Running for Your Life: The Subway. A Public Good?

If we view the subway as a public good, what better way to spend money raised in taxes from mass transit than an underground train and a comfortable climate-controlled motorbus that for a reasonable fee takes you to distant places in a sprawling urban metropolis like New York City. And yet, for those working to provide these services, an observation:

What appears to be the indifference of scheduling that will, regularly during my daily commute, thwart a very convenient transfer when the D Train, an express line to Manhattan, arrives in Brooklyn’s Atlantic terminal less than a minute before the announcement of the arrival of the northboard local R train.

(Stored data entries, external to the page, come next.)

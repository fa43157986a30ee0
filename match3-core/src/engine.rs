//! Match-3 session engine
//!
//! Owns the board, drives the resolution state machine on an explicit clock
//! and forwards every event to subscribers. The objectives tracker sees each
//! event first; its follow-up events are published right after the event
//! that caused them.
//!
//! Session states:
//! - `Idle`: waiting for input, hint clock running
//! - `Selecting`: a piece is picked, waiting for the second cell
//! - `Resolving`: a swap or power-up is being resolved phase by phase
//! - `Paused`, `Ended`, `Faulted`: no input accepted

use rand::seq::SliceRandom;
use rand::SeedableRng;
use rand_chacha::ChaCha8Rng;
use serde::Serialize;
use std::time::Duration;

use crate::board::{Board, CellPos, PieceMove};
use crate::config::{GameConfig, PowerUp, PowerUpInventory};
use crate::error::{EngineError, EngineResult, SwapRejection};
use crate::events::{Event, EventSink, LevelOutcome};
use crate::level::{CellSpawn, Level};
use crate::matching::{MatchDetector, MatchSet, PotentialMatch};
use crate::objectives::{ObjectiveTargets, ObjectivesState, ObjectivesTracker};
use crate::pieces::{Bonus, PieceId, PieceKind};
use crate::spawn::Spawner;

mod cascade;
mod powerups;

use cascade::{Cascade, Phase};
pub use powerups::{PowerUpOutcome, PowerUpRejection, MAX_SHUFFLE_ATTEMPTS};

// ============================================================================
// CONSTANTS
// ============================================================================

/// Phases `settle` runs before declaring the cascade stuck
pub const MAX_SETTLE_PHASES: usize = 10_000;

// ============================================================================
// CORE TYPES
// ============================================================================

#[derive(Clone, Copy, Debug, PartialEq, Eq, Serialize)]
#[serde(rename_all = "snake_case")]
pub enum SessionState {
    /// No level started yet
    Inactive,
    Idle,
    Selecting,
    Resolving,
    Paused,
    Ended,
    /// An invariant broke; only `end_level` or `start_level` are accepted
    Faulted,
}
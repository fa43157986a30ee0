//! Check command - validate a level and summarize it

use std::path::PathBuf;

use anyhow::{Context, Result};
use clap::Args;

use match3_core::{GameConfig, Level, Match3Engine, MoveLimit};

#[derive(Args)]
pub struct CheckArgs {
    /// Level JSON file (defaults to the demo level)
    #[arg(long, value_name = "FILE")]
    pub level: Option<PathBuf>,

    /// Seed for the sample board
    #[arg(long, default_value = "42")]
    pub seed: u64,
}

/// Validate the level, deal a sample board and print a summary
pub fn run(args: CheckArgs) -> Result<()> {
    let level = crate::load_level(args.level.as_deref())?;

    let config = GameConfig::for_level(level.clone()).with_seed(args.seed);
    let mut engine = Match3Engine::new(config).context("Failed to create engine")?;
    engine.start_level(0).context("Failed to deal the level")?;

    print_summary(&level);
    println!("\nSample board (seed {}):", args.seed);
    println!("{}", engine.board());
    let swaps = engine.potential_matches();
    println!("Playable swaps: {}", swaps.len());

    if swaps.is_empty() {
        tracing::warn!("Sample board has no playable swap; the engine will shuffle it");
    }
    Ok(())
}

fn print_summary(level: &Level) {
    let colors: Vec<&str> = level.colors.iter().map(|c| c.label()).collect();

    println!("Level '{}' is valid", level.name);
    println!("Size:     {}x{}", level.rows(), level.columns());
    println!("Colors:   {}", colors.join(", "));
    match level.moves {
        MoveLimit::Unlimited => println!("Moves:    unlimited"),
        MoveLimit::Limited(n) => println!("Moves:    {}", n),
    }
    if let Some(target) = level.score_target {
        println!("Score:    {}", target);
    }
    println!("Shells:   {}", level.shell_count());
    println!("Blocks:   {}", level.block_count());
    for target in &level.color_targets {
        println!("Collect:  {} x{}", target.count, target.color.label());
    }
}
//! Random piece generation for level setup and refills

use rand::seq::SliceRandom;
use rand::Rng;

use crate::board::{Board, CellPos};
use crate::pieces::{Color, PieceKind};

/// Color draws before giving up on avoiding a run
pub const MAX_SPAWN_ATTEMPTS: usize = 64;

/// Spawn settings of the active level
#[derive(Clone, Debug)]
pub struct Spawner {
    pub colors: Vec<Color>,
    pub avoid_runs: bool,
    /// Percent chance a refill spawns a board bomb
    pub board_bomb_chance: u8,
    /// Runs this long are avoided
    pub minimum_matches: usize,
}

impl Spawner {
    pub fn random_color<R: Rng>(&self, rng: &mut R) -> Color {
        self.colors.choose(rng).copied().unwrap_or(Color::Blue)
    }

    /// Percent roll for a board bomb
    pub fn can_spawn_board_bomb<R: Rng>(&self, rng: &mut R) -> bool {
        self.board_bomb_chance > 0 && rng.gen_range(0..100u8) < self.board_bomb_chance
    }

    /// Color for `pos` that does not complete a run with the pieces to its
    /// left or above it
    pub fn color_for<R: Rng>(&self, board: &Board, pos: CellPos, rng: &mut R) -> Color {
        if !self.avoid_runs {
            return self.random_color(rng);
        }
        let mut last = self.random_color(rng);
        for _ in 0..MAX_SPAWN_ATTEMPTS {
            if !self.completes_run(board, pos, last) {
                return last;
            }
            last = self.random_color(rng);
        }
        self.colors
            .iter()
            .copied()
            .find(|&c| !self.completes_run(board, pos, c))
            .unwrap_or(last)
    }

    /// Kind for a refill cell
    pub fn refill_kind<R: Rng>(&self, board: &Board, pos: CellPos, rng: &mut R) -> PieceKind {
        if self.can_spawn_board_bomb(rng) {
            PieceKind::BoardBomb
        } else {
            PieceKind::Basic(self.color_for(board, pos, rng))
        }
    }

    /// The minimum-1 pieces to the left, or above, all share `color`
    fn completes_run(&self, board: &Board, pos: CellPos, color: Color) -> bool {
        let need = self.minimum_matches.saturating_sub(1).max(1);
        [(0isize, -1isize), (-1, 0)].iter().any(|&(dr, dc)| {
            (1..=need as isize).all(|k| {
                pos.offset(dr * k, dc * k)
                    .and_then(|p| board.piece_at(p))
                    .is_some_and(|p| p.color() == Some(color))
            })
        })
    }
}

#[cfg(test)]
mod tests {
    use super::*;
    use crate::pieces::ALL_COLORS;
    use rand::SeedableRng;
    use rand_chacha::ChaCha8Rng;

    fn spawner(colors: &[Color]) -> Spawner {
        Spawner {
            colors: colors.to_vec(),
            avoid_runs: true,
            board_bomb_chance: 0,
            minimum_matches: 3,
        }
    }

    #[test]
    fn test_avoids_horizontal_and_vertical_runs() {
        let board = Board::from_rows(&[". . R", ". . R", "G G ."]).unwrap();
        let spawner = spawner(&[Color::Red, Color::Green, Color::Blue]);
        let mut rng = ChaCha8Rng::seed_from_u64(1);
        for _ in 0..50 {
            let color = spawner.color_for(&board, CellPos::new(2, 2), &mut rng);
            assert_eq!(color, Color::Blue);
        }
    }

    #[test]
    fn test_fallback_when_every_color_runs() {
        let board = Board::from_rows(&["R R ."]).unwrap();
        let spawner = spawner(&[Color::Red]);
        let mut rng = ChaCha8Rng::seed_from_u64(1);
        assert_eq!(spawner.color_for(&board, CellPos::new(0, 2), &mut rng), Color::Red);
    }

    #[test]
    fn test_board_bomb_chance() {
        let mut rng = ChaCha8Rng::seed_from_u64(5);
        let never = spawner(&ALL_COLORS);
        assert!((0..200).all(|_| !never.can_spawn_board_bomb(&mut rng)));

        let always = Spawner {
            board_bomb_chance: 100,
            ..spawner(&ALL_COLORS)
        };
        assert!((0..200).all(|_| always.can_spawn_board_bomb(&mut rng)));
    }
}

The doors open for the express, then close, the R Train pulls into the station with, on average, several hundred commuters like me looking to make this desirable transfer, only to be disappointed, if not angered, by the sight of the express train pulling out of the station.

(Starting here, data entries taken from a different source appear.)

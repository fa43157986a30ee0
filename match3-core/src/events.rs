//! Gameplay events and the subscriber interface

use serde::Serialize;
use std::cell::RefCell;
use std::rc::Rc;

use crate::board::{CellPos, PieceMove};
use crate::config::PowerUp;
use crate::pieces::{Color, PieceId};

/// How a level ended
#[derive(Clone, Copy, Debug, PartialEq, Eq, Hash, Serialize)]
#[serde(rename_all = "snake_case")]
pub enum LevelOutcome {
    Completed,
    Failed,
    Abandoned,
}

/// Bonus piece created by a large match or a power-up
#[derive(Clone, Copy, Debug, PartialEq, Eq, Serialize)]
#[serde(rename_all = "snake_case")]
pub enum BonusKind {
    RowColumnClear,
    ColorBomb,
}

#[derive(Clone, Copy, Debug, PartialEq, Eq, Serialize)]
pub struct SpawnedPiece {
    pub id: PieceId,
    pub pos: CellPos,
    pub label: &'static str,
}

/// Everything observers can see happen during a session
#[derive(Clone, Debug, PartialEq, Serialize)]
#[serde(tag = "event", rename_all = "snake_case")]
pub enum Event {
    LevelStart { level: usize, name: String },
    LevelEnd { outcome: LevelOutcome, score: u32, stars: u8 },
    LevelPaused,
    LevelResumed,

    SelectionChanged { cell: Option<CellPos> },
    SuccessfulMove,
    UnsuccessfulMove,

    ShapesMatched { color: Color, count: u32 },
    ColorMatchOccurred { colors: Vec<Color> },
    ShapeDestroyed { label: &'static str, pos: CellPos },
    RowDestroyed { row: usize, start: CellPos, end: CellPos },
    ColumnDestroyed { column: usize, start: CellPos, end: CellPos },
    ColorBombDetonated { color: Option<Color>, origin: CellPos, targets: Vec<CellPos> },
    BombActivated,
    BonusCreated { kind: BonusKind, pos: CellPos },
    RocksDestroyed { count: u32 },
    ShellsDestroyed { count: u32 },

    PiecesMoved { moves: Vec<PieceMove> },
    PiecesSpawned { pieces: Vec<SpawnedPiece> },
    ShapesShuffled,
    HintAvailable { cells: Vec<CellPos> },
    HintCleared,
    PowerUpApplied { power_up: PowerUp, target: Option<CellPos> },

    ScoresChanged { score: u32 },
    MovesLeftChanged { remaining: u32 },
    ShellsRemainingChanged { remaining: u32 },
    BlocksRemainingChanged { remaining: u32 },
    ColorTargetChanged { color: Color, remaining: u32 },
    ObjectivesCleared,
}

impl Event {
    /// Snake-case event name
    pub fn name(&self) -> &'static str {
        match self {
            Event::LevelStart { .. } => "level_start",
            Event::LevelEnd { .. } => "level_end",
            Event::LevelPaused => "level_paused",
            Event::LevelResumed => "level_resumed",
            Event::SelectionChanged { .. } => "selection_changed",
            Event::SuccessfulMove => "successful_move",
            Event::UnsuccessfulMove => "unsuccessful_move",
            Event::ShapesMatched { .. } => "shapes_matched",
            Event::ColorMatchOccurred { .. } => "color_match_occurred",
            Event::ShapeDestroyed { .. } => "shape_destroyed",
            Event::RowDestroyed { .. } => "row_destroyed",
            Event::ColumnDestroyed { .. } => "column_destroyed",
            Event::ColorBombDetonated { .. } => "color_bomb_detonated",
            Event::BombActivated => "bomb_activated",
            Event::BonusCreated { .. } => "bonus_created",
            Event::RocksDestroyed { .. } => "rocks_destroyed",
            Event::ShellsDestroyed { .. } => "shells_destroyed",
            Event::PiecesMoved { .. } => "pieces_moved",
            Event::PiecesSpawned { .. } => "pieces_spawned",
            Event::ShapesShuffled => "shapes_shuffled",
            Event::HintAvailable { .. } => "hint_available",
            Event::HintCleared => "hint_cleared",
            Event::PowerUpApplied { .. } => "power_up_applied",
            Event::ScoresChanged { .. } => "scores_changed",
            Event::MovesLeftChanged { .. } => "moves_left_changed",
            Event::ShellsRemainingChanged { .. } => "shells_remaining_changed",
            Event::BlocksRemainingChanged { .. } => "blocks_remaining_changed",
            Event::ColorTargetChanged { .. } => "color_target_changed",
            Event::ObjectivesCleared => "objectives_cleared",
        }
    }
}

/// Receives events in emission order
pub trait EventSink {
    fn on_event(&mut self, event: &Event);
}

impl<F: FnMut(&Event)> EventSink for F {
    fn on_event(&mut self, event: &Event) {
        self(event)
    }
}

/// Recording sink; clones share the same buffer
#[derive(Clone, Debug, Default)]
pub struct EventLog {
    events: Rc<RefCell<Vec<Event>>>,
}

impl EventLog {
    pub fn new() -> Self {
        Self::default()
    }

    pub fn events(&self) -> Vec<Event> {
        self.events.borrow().clone()
    }

    /// Drain recorded events
    pub fn take(&self) -> Vec<Event> {
        std::mem::take(&mut *self.events.borrow_mut())
    }

    pub fn len(&self) -> usize {
        self.events.borrow().len()
    }

    pub fn is_empty(&self) -> bool {
        self.events.borrow().is_empty()
    }

    pub fn count(&self, name: &str) -> usize {
        self.events.borrow().iter().filter(|e| e.name() == name).count()
    }

    /// Index of the first event with this name
    pub fn position(&self, name: &str) -> Option<usize> {
        self.events.borrow().iter().position(|e| e.name() == name)
    }
}

impl EventSink for EventLog {
    fn on_event(&mut self, event: &Event) {
        self.events.borrow_mut().push(event.clone());
    }
}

How to feel for the motorpeople and conductors on both of these trains. All day long this happens, say, in a regular eight-hour shift, in places all along the system, each time the train employees have to feel the charged energy of the poorly served fee-paying passengers. A week, a month of this kind of inhumane treatment and what results? A disrespect for the riders, the losers and poor saps. The absence of pride that comes from a job well done. At best, a sense of frustration that their bosses obviously don’t give a hoot about them, the front-line workers who must fill the impossible roles of being just cogs in a wheel that doesn’t roll as it should.

It would take only a simple tool to fix this scheduling problem, to correct it like one does a flat tire, but the bosses don’t think enough of their workers to provide them the tool. So they give up. Drive the train; open the subway doors. Collect their pay. The promise of a public good lost in the miasma of bureaucracy.